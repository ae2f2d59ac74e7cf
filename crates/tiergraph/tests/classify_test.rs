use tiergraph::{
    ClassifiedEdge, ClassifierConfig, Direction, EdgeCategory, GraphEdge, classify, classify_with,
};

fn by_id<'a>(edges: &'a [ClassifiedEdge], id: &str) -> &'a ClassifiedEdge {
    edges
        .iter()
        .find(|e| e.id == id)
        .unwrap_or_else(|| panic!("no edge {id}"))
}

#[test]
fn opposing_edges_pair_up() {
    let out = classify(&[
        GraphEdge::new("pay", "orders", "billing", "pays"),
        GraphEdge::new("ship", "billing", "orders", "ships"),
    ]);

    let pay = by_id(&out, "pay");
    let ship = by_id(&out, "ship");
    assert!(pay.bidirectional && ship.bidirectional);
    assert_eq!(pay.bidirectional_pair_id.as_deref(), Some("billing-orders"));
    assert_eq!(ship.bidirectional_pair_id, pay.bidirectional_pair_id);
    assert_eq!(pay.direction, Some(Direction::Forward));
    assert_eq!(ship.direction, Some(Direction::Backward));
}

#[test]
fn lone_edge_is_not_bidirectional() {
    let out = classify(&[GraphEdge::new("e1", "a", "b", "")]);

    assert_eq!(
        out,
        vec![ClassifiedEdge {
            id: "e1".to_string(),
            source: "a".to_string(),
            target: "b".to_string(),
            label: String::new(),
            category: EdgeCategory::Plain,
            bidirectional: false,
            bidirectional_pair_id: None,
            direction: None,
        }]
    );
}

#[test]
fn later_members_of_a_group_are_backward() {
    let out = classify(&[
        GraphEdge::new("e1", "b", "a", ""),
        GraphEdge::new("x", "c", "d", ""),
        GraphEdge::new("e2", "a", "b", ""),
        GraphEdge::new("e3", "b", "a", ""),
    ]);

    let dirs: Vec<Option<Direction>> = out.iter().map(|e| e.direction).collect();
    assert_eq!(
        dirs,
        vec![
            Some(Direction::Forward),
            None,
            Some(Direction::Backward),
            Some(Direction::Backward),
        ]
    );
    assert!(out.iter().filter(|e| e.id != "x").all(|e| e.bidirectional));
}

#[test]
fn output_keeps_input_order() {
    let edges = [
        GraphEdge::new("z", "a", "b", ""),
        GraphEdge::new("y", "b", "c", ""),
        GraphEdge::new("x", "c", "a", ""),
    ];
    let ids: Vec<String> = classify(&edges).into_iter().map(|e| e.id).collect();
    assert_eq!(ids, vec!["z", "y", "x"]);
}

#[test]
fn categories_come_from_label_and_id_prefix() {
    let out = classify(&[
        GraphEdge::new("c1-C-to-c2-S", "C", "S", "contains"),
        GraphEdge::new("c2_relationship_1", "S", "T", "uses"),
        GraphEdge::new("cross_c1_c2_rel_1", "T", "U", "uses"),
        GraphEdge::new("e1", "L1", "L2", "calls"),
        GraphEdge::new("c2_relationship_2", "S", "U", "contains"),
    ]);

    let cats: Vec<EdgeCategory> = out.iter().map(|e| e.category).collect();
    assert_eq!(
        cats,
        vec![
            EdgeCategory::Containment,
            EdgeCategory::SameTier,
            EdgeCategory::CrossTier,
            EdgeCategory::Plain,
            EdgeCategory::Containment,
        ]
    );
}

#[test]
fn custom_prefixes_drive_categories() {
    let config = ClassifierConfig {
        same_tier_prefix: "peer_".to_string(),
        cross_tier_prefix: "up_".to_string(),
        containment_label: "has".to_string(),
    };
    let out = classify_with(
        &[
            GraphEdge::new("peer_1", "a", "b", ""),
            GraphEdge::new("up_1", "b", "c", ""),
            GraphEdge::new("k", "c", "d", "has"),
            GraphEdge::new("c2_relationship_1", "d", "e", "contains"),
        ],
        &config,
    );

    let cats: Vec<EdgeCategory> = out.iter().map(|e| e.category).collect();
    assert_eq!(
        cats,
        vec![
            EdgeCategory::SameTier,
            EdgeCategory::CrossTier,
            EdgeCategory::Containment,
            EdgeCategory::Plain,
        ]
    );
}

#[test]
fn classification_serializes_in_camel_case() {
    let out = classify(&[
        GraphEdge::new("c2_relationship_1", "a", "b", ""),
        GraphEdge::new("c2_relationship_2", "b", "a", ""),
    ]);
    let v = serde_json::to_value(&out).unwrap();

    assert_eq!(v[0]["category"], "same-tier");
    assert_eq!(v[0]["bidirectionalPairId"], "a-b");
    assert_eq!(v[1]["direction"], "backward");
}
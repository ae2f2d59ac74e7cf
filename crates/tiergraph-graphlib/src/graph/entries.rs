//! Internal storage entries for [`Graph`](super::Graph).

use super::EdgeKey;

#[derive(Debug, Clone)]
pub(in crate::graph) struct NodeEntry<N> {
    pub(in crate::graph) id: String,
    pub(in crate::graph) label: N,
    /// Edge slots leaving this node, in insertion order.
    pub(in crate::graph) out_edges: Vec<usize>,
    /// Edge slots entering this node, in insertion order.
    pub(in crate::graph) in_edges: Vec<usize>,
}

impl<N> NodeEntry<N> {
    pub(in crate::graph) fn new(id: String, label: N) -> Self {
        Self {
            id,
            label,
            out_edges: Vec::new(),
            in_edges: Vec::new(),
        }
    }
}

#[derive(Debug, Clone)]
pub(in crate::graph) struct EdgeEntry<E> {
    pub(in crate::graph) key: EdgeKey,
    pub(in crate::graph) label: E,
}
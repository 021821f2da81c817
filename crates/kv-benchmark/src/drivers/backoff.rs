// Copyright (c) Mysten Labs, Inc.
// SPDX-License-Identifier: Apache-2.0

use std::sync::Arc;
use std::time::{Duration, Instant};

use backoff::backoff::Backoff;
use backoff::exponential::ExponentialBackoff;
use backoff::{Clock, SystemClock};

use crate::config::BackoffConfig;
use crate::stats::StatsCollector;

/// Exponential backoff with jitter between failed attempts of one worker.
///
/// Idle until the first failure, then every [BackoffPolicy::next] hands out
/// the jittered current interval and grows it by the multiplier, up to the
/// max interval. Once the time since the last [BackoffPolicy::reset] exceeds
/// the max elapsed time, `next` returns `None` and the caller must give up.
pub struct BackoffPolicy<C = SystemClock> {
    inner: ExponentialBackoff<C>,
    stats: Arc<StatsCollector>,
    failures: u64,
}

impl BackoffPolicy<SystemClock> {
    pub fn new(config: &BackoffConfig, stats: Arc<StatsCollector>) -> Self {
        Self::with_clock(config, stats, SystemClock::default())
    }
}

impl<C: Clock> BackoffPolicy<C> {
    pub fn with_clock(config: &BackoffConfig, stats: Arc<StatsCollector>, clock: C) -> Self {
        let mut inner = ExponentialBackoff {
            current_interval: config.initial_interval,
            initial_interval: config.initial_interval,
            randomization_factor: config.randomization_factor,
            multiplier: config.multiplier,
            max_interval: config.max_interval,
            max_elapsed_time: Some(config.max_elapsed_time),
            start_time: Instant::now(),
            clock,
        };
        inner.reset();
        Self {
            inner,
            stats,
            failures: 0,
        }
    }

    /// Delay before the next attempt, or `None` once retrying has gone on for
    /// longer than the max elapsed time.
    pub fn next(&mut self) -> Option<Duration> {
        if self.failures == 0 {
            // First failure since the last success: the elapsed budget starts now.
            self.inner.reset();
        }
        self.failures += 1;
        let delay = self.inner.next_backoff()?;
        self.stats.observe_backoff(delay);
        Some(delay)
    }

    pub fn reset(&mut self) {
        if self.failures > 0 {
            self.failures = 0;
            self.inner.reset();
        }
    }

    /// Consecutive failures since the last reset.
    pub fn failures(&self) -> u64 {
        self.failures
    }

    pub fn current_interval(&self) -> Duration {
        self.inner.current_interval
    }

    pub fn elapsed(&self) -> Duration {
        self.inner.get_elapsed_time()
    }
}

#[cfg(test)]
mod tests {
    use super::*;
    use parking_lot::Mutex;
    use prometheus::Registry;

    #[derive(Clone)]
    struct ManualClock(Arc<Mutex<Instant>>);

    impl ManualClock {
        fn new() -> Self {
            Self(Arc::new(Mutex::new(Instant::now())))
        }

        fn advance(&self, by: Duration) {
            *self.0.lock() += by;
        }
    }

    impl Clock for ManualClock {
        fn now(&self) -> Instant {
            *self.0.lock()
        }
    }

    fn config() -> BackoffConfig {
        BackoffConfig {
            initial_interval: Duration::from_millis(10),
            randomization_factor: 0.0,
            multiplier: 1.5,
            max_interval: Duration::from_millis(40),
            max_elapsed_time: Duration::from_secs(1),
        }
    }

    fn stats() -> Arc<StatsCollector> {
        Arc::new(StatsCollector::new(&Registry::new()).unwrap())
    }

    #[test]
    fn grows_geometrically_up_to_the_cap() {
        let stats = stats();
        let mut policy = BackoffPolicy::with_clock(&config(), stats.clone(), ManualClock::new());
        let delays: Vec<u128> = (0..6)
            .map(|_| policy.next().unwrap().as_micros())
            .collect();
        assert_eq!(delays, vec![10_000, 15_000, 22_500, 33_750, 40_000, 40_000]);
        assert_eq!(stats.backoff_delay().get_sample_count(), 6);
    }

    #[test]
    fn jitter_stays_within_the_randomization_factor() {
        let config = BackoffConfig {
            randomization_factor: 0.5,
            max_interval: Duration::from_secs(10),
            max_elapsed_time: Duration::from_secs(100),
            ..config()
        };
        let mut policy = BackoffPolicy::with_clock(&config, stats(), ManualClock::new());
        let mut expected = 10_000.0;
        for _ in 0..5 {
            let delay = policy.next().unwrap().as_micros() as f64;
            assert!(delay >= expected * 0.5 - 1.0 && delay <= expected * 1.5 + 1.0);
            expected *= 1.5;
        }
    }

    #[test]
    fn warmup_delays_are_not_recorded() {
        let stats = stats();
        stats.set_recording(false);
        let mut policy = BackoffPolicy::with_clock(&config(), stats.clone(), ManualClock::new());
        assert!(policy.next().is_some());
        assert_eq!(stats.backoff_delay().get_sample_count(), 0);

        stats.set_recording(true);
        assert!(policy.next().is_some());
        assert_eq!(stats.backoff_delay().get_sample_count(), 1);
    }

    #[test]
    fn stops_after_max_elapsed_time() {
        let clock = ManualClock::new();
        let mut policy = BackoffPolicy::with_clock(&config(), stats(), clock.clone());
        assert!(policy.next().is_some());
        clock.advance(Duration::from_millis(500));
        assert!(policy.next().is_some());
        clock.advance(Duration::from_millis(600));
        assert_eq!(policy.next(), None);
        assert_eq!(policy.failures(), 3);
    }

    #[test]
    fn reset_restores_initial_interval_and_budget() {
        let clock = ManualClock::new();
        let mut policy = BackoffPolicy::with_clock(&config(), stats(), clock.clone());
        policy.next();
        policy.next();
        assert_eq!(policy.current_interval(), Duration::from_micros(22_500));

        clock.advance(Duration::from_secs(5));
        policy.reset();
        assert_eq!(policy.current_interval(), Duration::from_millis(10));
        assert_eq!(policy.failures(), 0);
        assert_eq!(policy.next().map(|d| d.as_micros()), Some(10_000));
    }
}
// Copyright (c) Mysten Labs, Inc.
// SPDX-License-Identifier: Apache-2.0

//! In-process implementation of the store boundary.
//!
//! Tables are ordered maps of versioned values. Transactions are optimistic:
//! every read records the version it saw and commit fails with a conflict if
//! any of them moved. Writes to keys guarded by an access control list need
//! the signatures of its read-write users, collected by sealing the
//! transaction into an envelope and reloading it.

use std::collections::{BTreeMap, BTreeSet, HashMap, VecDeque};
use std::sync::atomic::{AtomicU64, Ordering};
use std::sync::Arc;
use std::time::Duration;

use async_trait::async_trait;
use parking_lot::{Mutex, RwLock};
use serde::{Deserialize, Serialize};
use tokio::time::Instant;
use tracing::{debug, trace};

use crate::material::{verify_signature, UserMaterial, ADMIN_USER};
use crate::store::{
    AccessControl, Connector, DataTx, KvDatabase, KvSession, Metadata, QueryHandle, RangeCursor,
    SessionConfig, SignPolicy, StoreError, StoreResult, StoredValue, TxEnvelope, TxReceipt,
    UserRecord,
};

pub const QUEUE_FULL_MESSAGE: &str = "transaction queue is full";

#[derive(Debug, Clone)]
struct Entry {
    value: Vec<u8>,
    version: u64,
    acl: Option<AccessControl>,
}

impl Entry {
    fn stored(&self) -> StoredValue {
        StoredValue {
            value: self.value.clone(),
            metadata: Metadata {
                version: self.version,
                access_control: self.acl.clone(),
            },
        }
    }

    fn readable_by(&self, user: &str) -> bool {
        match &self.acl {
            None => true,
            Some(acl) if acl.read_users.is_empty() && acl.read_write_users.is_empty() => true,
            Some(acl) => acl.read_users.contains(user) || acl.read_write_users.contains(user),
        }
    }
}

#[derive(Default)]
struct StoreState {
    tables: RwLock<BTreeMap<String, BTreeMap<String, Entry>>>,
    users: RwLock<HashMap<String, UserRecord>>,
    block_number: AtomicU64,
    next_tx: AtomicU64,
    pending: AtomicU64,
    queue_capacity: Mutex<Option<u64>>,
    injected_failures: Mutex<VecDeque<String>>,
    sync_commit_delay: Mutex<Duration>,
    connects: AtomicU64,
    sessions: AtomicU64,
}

→ **Work to complete**:
Please reproduce exactly the lines from the first one of the records above through the line containing "e.id == id)", both included, and nothing else.

→ **Your response**:
repository ae2f2d59ac74e7cf
filename crates/tiergraph/tests/classify_test.rs
use tiergraph::{
    ClassifiedEdge, ClassifierConfig, Direction, EdgeCategory, GraphEdge, classify, classify_with,
};

fn by_id<'a>(edges: &'a [ClassifiedEdge], id: &str) -> &'a ClassifiedEdge {
    edges
        .iter()
        .find(|e| e.id == id)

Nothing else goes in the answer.